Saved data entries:
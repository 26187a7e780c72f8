//! Little-endian read cursor

use byteorder::{ByteOrder, LittleEndian};

use crate::error::{Error, Result};
use crate::tag::Tag;

/// Read cursor over a byte slice. All reads are little-endian.
///
/// A cursor remembers the absolute file offset of its first byte, so errors
/// raised inside a payload sub-cursor still point at file positions.
#[derive(Debug, Clone)]
pub struct Cursor<'a> {
    data: &'a [u8],
    pos: usize,
    base: usize,
    sanitize_floats: bool,
}

impl<'a> Cursor<'a> {
    pub fn new(data: &'a [u8]) -> Self {
        Self {
            data,
            pos: 0,
            base: 0,
            sanitize_floats: false,
        }
    }

    /// Replace NaN and infinite floats with `0.0` on every `read_f32`.
    ///
    /// Sub-cursors created from this cursor inherit the setting.
    pub fn sanitizing_floats(mut self, enabled: bool) -> Self {
        self.sanitize_floats = enabled;
        self
    }

    /// Current position relative to the start of this cursor's data.
    pub fn position(&self) -> usize {
        self.pos
    }

    /// Current position in the original file.
    pub fn absolute_position(&self) -> usize {
        self.base + self.pos
    }

    /// Absolute file offset of this cursor's first byte.
    pub fn base(&self) -> usize {
        self.base
    }

    pub fn len(&self) -> usize {
        self.data.len()
    }

    /// Whether all bytes have been consumed.
    pub fn is_empty(&self) -> bool {
        self.pos >= self.data.len()
    }

    pub fn remaining(&self) -> usize {
        self.data.len().saturating_sub(self.pos)
    }

    /// Seek to a position relative to this cursor's start.
    pub fn seek(&mut self, pos: usize) -> Result<()> {
        if pos > self.data.len() {
            return Err(Error::UnexpectedEof {
                offset: self.base + pos,
                need: pos - self.data.len(),
                have: 0,
            });
        }
        self.pos = pos;
        Ok(())
    }

    pub fn skip(&mut self, n: usize) -> Result<()> {
        self.ensure(n)?;
        self.pos += n;
        Ok(())
    }

    /// Read a slice of `n` bytes without copying.
    pub fn read_bytes(&mut self, n: usize) -> Result<&'a [u8]> {
        self.ensure(n)?;
        let slice = &self.data[self.pos..self.pos + n];
        self.pos += n;
        Ok(slice)
    }

    /// Consume and return everything left.
    pub fn rest(&mut self) -> &'a [u8] {
        let start = self.pos.min(self.data.len());
        self.pos = self.data.len();
        &self.data[start..]
    }

    pub fn read_array<const N: usize>(&mut self) -> Result<[u8; N]> {
        let mut out = [0u8; N];
        out.copy_from_slice(self.read_bytes(N)?);
        Ok(out)
    }

    /// Read a tag, undoing the on-disk byte reversal.
    pub fn read_tag(&mut self) -> Result<Tag> {
        Ok(Tag::from_disk(self.read_array()?))
    }

    pub fn read_u8(&mut self) -> Result<u8> {
        self.ensure(1)?;
        let v = self.data[self.pos];
        self.pos += 1;
        Ok(v)
    }

    pub fn read_i8(&mut self) -> Result<i8> {
        Ok(self.read_u8()? as i8)
    }

    pub fn read_u16(&mut self) -> Result<u16> {
        Ok(LittleEndian::read_u16(self.read_bytes(2)?))
    }

    pub fn read_i16(&mut self) -> Result<i16> {
        Ok(LittleEndian::read_i16(self.read_bytes(2)?))
    }

    pub fn read_u32(&mut self) -> Result<u32> {
        Ok(LittleEndian::read_u32(self.read_bytes(4)?))
    }

    pub fn read_i32(&mut self) -> Result<i32> {
        Ok(LittleEndian::read_i32(self.read_bytes(4)?))
    }

    pub fn read_f32(&mut self) -> Result<f32> {
        let v = LittleEndian::read_f32(self.read_bytes(4)?);
        if self.sanitize_floats && !v.is_finite() {
            return Ok(0.0);
        }
        Ok(v)
    }

    pub fn read_vec3(&mut self) -> Result<[f32; 3]> {
        Ok([self.read_f32()?, self.read_f32()?, self.read_f32()?])
    }

    /// Access the full underlying data.
    pub fn data(&self) -> &'a [u8] {
        self.data
    }

    /// Cursor over the same data, positioned at `pos`.
    pub fn at(&self, pos: usize) -> Result<Self> {
        let mut cursor = self.clone();
        cursor.seek(pos)?;
        Ok(cursor)
    }

    /// Consume `n` bytes and return a cursor bounded to exactly those bytes.
    pub fn sub_cursor(&mut self, n: usize) -> Result<Self> {
        let base = self.absolute_position();
        let data = self.read_bytes(n)?;
        Ok(Self {
            data,
            pos: 0,
            base,
            sanitize_floats: self.sanitize_floats,
        })
    }

    fn ensure(&self, n: usize) -> Result<()> {
        if self.pos + n > self.data.len() {
            return Err(Error::UnexpectedEof {
                offset: self.absolute_position(),
                need: n,
                have: self.remaining(),
            });
        }
        Ok(())
    }
}

#[cfg(test)]
mod tests {
    use super::*;
    use crate::error::ErrorKind;

    #[test]
    fn test_little_endian_reads() {
        let data = [0x34, 0x12, 0x78, 0x56, 0x34, 0x12, 0xFF];
        let mut cursor = Cursor::new(&data);
        assert_eq!(cursor.read_u16().unwrap(), 0x1234);
        assert_eq!(cursor.read_u32().unwrap(), 0x1234_5678);
        assert_eq!(cursor.read_i8().unwrap(), -1);
        assert!(cursor.is_empty());
    }

    #[test]
    fn test_read_past_end_is_format_error() {
        let data = [1, 2, 3];
        let mut cursor = Cursor::new(&data);
        let err = cursor.read_u32().unwrap_err();
        assert_eq!(err.kind(), ErrorKind::Format);
        assert!(matches!(
            err,
            Error::UnexpectedEof {
                offset: 0,
                need: 4,
                have: 3
            }
        ));
    }

    #[test]
    fn test_float_sanitizing() {
        let mut data = Vec::new();
        data.extend_from_slice(&f32::NAN.to_le_bytes());
        data.extend_from_slice(&f32::INFINITY.to_le_bytes());
        data.extend_from_slice(&1.5f32.to_le_bytes());

        let mut raw = Cursor::new(&data);
        assert!(raw.read_f32().unwrap().is_nan());

        let mut cursor = Cursor::new(&data).sanitizing_floats(true);
        assert_eq!(cursor.read_vec3().unwrap(), [0.0, 0.0, 1.5]);
    }

    #[test]
    fn test_sub_cursor_reports_absolute_offsets() {
        let data = [0u8; 16];
        let mut cursor = Cursor::new(&data);
        cursor.skip(8).unwrap();
        let mut sub = cursor.sub_cursor(4).unwrap();
        assert_eq!(sub.base(), 8);
        sub.read_u16().unwrap();
        let err = sub.read_u32().unwrap_err();
        assert!(matches!(err, Error::UnexpectedEof { offset: 10, .. }));
        assert_eq!(cursor.position(), 12);
    }
}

The task:
Filter the records above for the string "start" and copy each matching line.

Task answer:
    /// Current position relative to the start of this cursor's data.
    /// Seek to a position relative to this cursor's start.
        let start = self.pos.min(self.data.len());
        &self.data[start..]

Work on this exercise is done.